Still, his early followers would find his figurative words often described well their future experience, as some were beheaded, others were burned on stakes, many were treated as outcasts, and too many were fed to the lions in the coliseum in Rome. They experienced the apocalypse, the end of their world, in real time.
The main point of apocalyptic teaching is not to plant fear or dread in the minds of believers, but the opposite. The core message is found in the Rabbi’s words to his followers, “Do not be terrified.” Or, later in the same text, he says, “By your perseverance you will secure your lives.” While the Galilean Rabbi wants his followers to be clear-sighted about the costs of discipleship, he also wants them to stay strong and courageous in the face of evil and adversity.
If good people give up or despair—the Rabbi says—then evil wins the day. Or as the 18th century philosopher, Edmund Burke, said in much the same way, “The only thing necessary for the triumph of evil is that good men do nothing.” But if the disciple perseveres and refuses to capitulate to the corruption of the world, then there is the possibility of that new world order envisioned by the Teacher, where the poor are blessed, where the hungry are fed, and where the blind are made to see.
We are told that the Rabbi was asked the question, “When are all these things about to happen?” And we hear him answer in this way, “See that you are not deceived, for many will come in my name, saying, ‘I am he,’ and ‘The time has come.’ Do not follow them!” Again, these are words of caution from the Rabbi to his followers that they do not dwell so much on tomorrow as they do on today.
If we live today the Rabbi’s words, then we will see that “the time has come” as the reign of God is infused into the world through our words and works, so much so that evil is destroyed and corruption is ended. On that day, the ways of God will have become the ways of humankind, and the world will be returned to the Paradise it was meant to be.
Fr. John Kavanaugh, a Jesuit priest and scholar, once commented on another apocalyptic text in the Christian Scriptures in this way, “Conceivably, the text is not so much a warning about the end of the world as it is a commentary on living in it. This day, this moment, this life, is the time to bear the fruit. Another year hurtles by. Seize the day.”

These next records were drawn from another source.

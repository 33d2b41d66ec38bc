pub mod client;
pub mod inference;
pub mod types;

pub use inference::{GeminiConnector, GeminiInferenceClient};

#[cfg(test)]
pub(crate) mod test_support {
    use wiremock::matchers::{method, path_regex};
    use wiremock::MockBuilder;

    pub const GENERATE_CONTENT_PATH_REGEX: &str = r"^/v1beta/models/[^/]+:generateContent$";

    pub fn post_path_regex(pattern: &str) -> MockBuilder {
        wiremock::Mock::given(method("POST")).and(path_regex(pattern))
    }

    pub fn text_response(text: &str) -> serde_json::Value {
        serde_json::json!({
            "candidates": [{
                "content": { "parts": [{ "text": text }] },
                "finishReason": "STOP"
            }]
        })
    }
}
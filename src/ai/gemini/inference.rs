//! Gemini implementation of [`InferenceService`].

use super::client::GeminiHttpClient;
use super::types::{
    Content, GenerateContentRequest, GenerateContentResponse, GenerationConfig, InlineData,
    ListModelsResponse, Part,
};
use crate::ai::{InferenceConnector, InferenceService};
use crate::models::InferenceRequest;
use crate::{Error, Result};
use async_trait::async_trait;
use std::time::Duration;

/// Finish reasons that make a candidate unusable even when it carries text.
const BLOCKED_FINISH_REASONS: [&str; 6] = [
    "SAFETY",
    "RECITATION",
    "BLOCKLIST",
    "PROHIBITED_CONTENT",
    "SPII",
    "IMAGE_SAFETY",
];

pub struct GeminiInferenceClient {
    http: GeminiHttpClient,
}

impl GeminiInferenceClient {
    pub fn new(api_key: String, timeout: Duration) -> Self {
        Self::new_with_client(api_key, timeout, reqwest::Client::new())
    }

    pub fn new_with_client(api_key: String, timeout: Duration, client: reqwest::Client) -> Self {
        Self {
            http: GeminiHttpClient::new_with_client(api_key, timeout, client),
        }
    }

    pub fn with_base_url(mut self, base_url: String) -> Self {
        self.http = self.http.with_base_url(base_url);
        self
    }

    fn build_request(request: &InferenceRequest) -> GenerateContentRequest {
        use base64::Engine as _;
        let data = base64::engine::general_purpose::STANDARD.encode(&request.image);

        GenerateContentRequest {
            contents: vec![Content {
                role: Some("user".to_string()),
                parts: vec![
                    Part::Text {
                        text: request.instruction.clone(),
                    },
                    Part::InlineData {
                        inline_data: InlineData {
                            mime_type: request.mime_type.clone(),
                            data,
                        },
                    },
                ],
            }],
            generation_config: request.structured_output.then(|| GenerationConfig {
                response_mime_type: Some("application/json".to_string()),
            }),
        }
    }

    /// Concatenates the text parts of the first candidate, surfacing blocked
    /// prompts and blocked candidates as provider errors.
    fn extract_text(response: GenerateContentResponse) -> Result<String> {
        let Some(candidate) = response.candidates.into_iter().next() else {
            if let Some(reason) = response.prompt_feedback.and_then(|f| f.block_reason) {
                return Err(Error::AiProvider {
                    status: None,
                    message: format!("Gemini blocked the prompt due to {}", reason),
                    reason: Some(reason),
                });
            }
            return Err(Error::ai_provider("No candidates in Gemini response"));
        };

        if let Some(reason) = candidate
            .finish_reason
            .filter(|r| BLOCKED_FINISH_REASONS.contains(&r.as_str()))
        {
            return Err(Error::AiProvider {
                status: None,
                message: format!("Candidate was blocked due to {}", reason),
                reason: Some(reason),
            });
        }

        let text: String = candidate
            .content
            .map(|c| c.parts)
            .unwrap_or_default()
            .into_iter()
            .filter_map(|p| match p {
                Part::Text { text } => Some(text),
                Part::InlineData { .. } => None,
            })
            .collect();

        if text.is_empty() {
            return Err(Error::ai_provider("No text in Gemini response"));
        }
        Ok(text)
    }
}

#[async_trait]
impl InferenceService for GeminiInferenceClient {
    async fn list_models(&self) -> Result<Vec<String>> {
        let response: ListModelsResponse = self.http.list_models().await?;

        Ok(response
            .models
            .into_iter()
            .map(|m| GeminiHttpClient::model_id(&m.name).to_string())
            .collect())
    }

    async fn generate_content(&self, model: &str, request: &InferenceRequest) -> Result<String> {
        tracing::debug!(
            "Sending {} byte {} image to Gemini model {} (structured: {})",
            request.image.len(),
            request.mime_type,
            model,
            request.structured_output
        );

        let body = Self::build_request(request);
        let response: GenerateContentResponse = self.http.generate_content(model, &body).await?;
        Self::extract_text(response)
    }

    async fn generate_text(&self, model: &str, prompt: &str) -> Result<String> {
        let body = GenerateContentRequest {
            contents: vec![Content {
                role: Some("user".to_string()),
                parts: vec![Part::Text {
                    text: prompt.to_string(),
                }],
            }],
            generation_config: None,
        };
        let response: GenerateContentResponse = self.http.generate_content(model, &body).await?;
        Self::extract_text(response)
    }
}

/// Connector producing a [`GeminiInferenceClient`] per request while sharing
/// one `reqwest` connection pool.
#[derive(Clone)]
pub struct GeminiConnector {
    client: reqwest::Client,
    base_url: String,
    timeout: Duration,
}

impl GeminiConnector {
    pub fn new(client: reqwest::Client, base_url: String, timeout: Duration) -> Self {
        Self {
            client,
            base_url,
            timeout,
        }
    }
}

impl InferenceConnector for GeminiConnector {
    fn connect(&self, api_key: String) -> Box<dyn InferenceService> {
        Box::new(
            GeminiInferenceClient::new_with_client(api_key, self.timeout, self.client.clone())
                .with_base_url(self.base_url.clone()),
        )
    }
}
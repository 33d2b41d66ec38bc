use anyhow::{Context, Result};
use clap::{Parser, Subcommand};
use ootd_dupe::ai::mime::detect_image_mime;
use ootd_dupe::app::App;
use ootd_dupe::models::{Config, ImageUpload};
use ootd_dupe::server;
use std::path::PathBuf;
use std::sync::Arc;
use tracing::{error, info};
use tracing_subscriber::{layer::SubscriberExt, util::SubscriberInitExt};

#[derive(Debug, Parser)]
#[command(name = "ootd-dupe")]
#[command(about = "Find budget look-alikes for celebrity outfits")]
struct CliArgs {
    #[command(subcommand)]
    command: Option<Command>,
}

#[derive(Debug, Subcommand)]
enum Command {
    /// Run the HTTP service (default).
    Serve {
        /// Address to bind, overriding BIND_ADDR.
        #[arg(long, value_name = "ADDR")]
        addr: Option<String>,
    },
    /// Analyze a local image and print the result.
    Analyze {
        #[arg(value_name = "IMAGE")]
        image: PathBuf,
        /// Produce the structured comparison instead of free-form text.
        #[arg(long)]
        json: bool,
    },
}

async fn serve(config: Config, addr: Option<String>) -> Result<()> {
    let addr = addr.unwrap_or_else(|| config.bind_addr.clone());
    let app = Arc::new(App::new(&config)?);
    let router = server::router(app, config.max_upload_bytes);

    let listener = tokio::net::TcpListener::bind(&addr)
        .await
        .with_context(|| format!("Failed to bind {}", addr))?;
    server::serve(listener, router).await?;
    Ok(())
}

async fn analyze(config: Config, image: PathBuf, json: bool) -> Result<()> {
    let bytes = tokio::fs::read(&image)
        .await
        .with_context(|| format!("Failed to read {}", image.display()))?;
    let upload = ImageUpload {
        mime_type: detect_image_mime(&bytes).to_string(),
        bytes,
    };
    info!(
        "Analyzing {} ({} bytes, {})",
        image.display(),
        upload.bytes.len(),
        upload.mime_type
    );

    let app = App::new(&config)?;
    let output = if json {
        let comparison = app.automate(upload).await?;
        serde_json::to_string_pretty(&comparison)?
    } else {
        app.analyze(upload).await?
    };
    println!("{}", output);
    Ok(())
}

#[tokio::main]
async fn main() -> Result<()> {
    tracing_subscriber::registry()
        .with(
            tracing_subscriber::EnvFilter::try_from_default_env()
                .unwrap_or_else(|_| "ootd_dupe=info".into()),
        )
        .with(tracing_subscriber::fmt::layer())
        .init();

    let args = CliArgs::parse();
    let config = Config::from_env()?;

    let result = match args.command {
        None => serve(config, None).await,
        Some(Command::Serve { addr }) => serve(config, addr).await,
        Some(Command::Analyze { image, json }) => analyze(config, image, json).await,
    };

    if let Err(e) = result {
        error!("{:#}", e);
        std::process::exit(1);
    }
    Ok(())
}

A good example of adopting this attitude towards the apocalypse was told by the Episcopal preacher and writer Barbara Brown Taylor. She shares a story about a professor who was asked to speak at a military base. He was met at the airport by a soldier whose name was Ralph. As the two of them walked towards the baggage claim area, the professor saw that the soldier kept breaking away for one reason or another. One time he helped an older woman with her suitcase. Another time he lifted two small children so they could see Santa Claus. Still a third time he stepped away to give someone directions. Always, he came back with a smile on his face.
The professor observed it all as it happened and he was impressed by the soldier’s kind actions. He asked him, “Where did you learn to live like that?” Ralph, the soldier, answered him, “During the war.” He explained that he had a tour in Vietnam some years earlier. His job there was to clear mine fields. As a result, he saw friends of his meet untimely ends, one after another, right before his eyes.
The soldier explained, “I learned to live between the steps. I never knew whether the next one would be my last, so I had to get everything I could out of that moment between picking up my foot and putting it down again. Every step felt like a whole new world.”
That, I believe, is what the Teacher is telling us when he speaks of the apocalypse. Make every step in life count for something good. Then, when the end comes, it will be nothing to fear.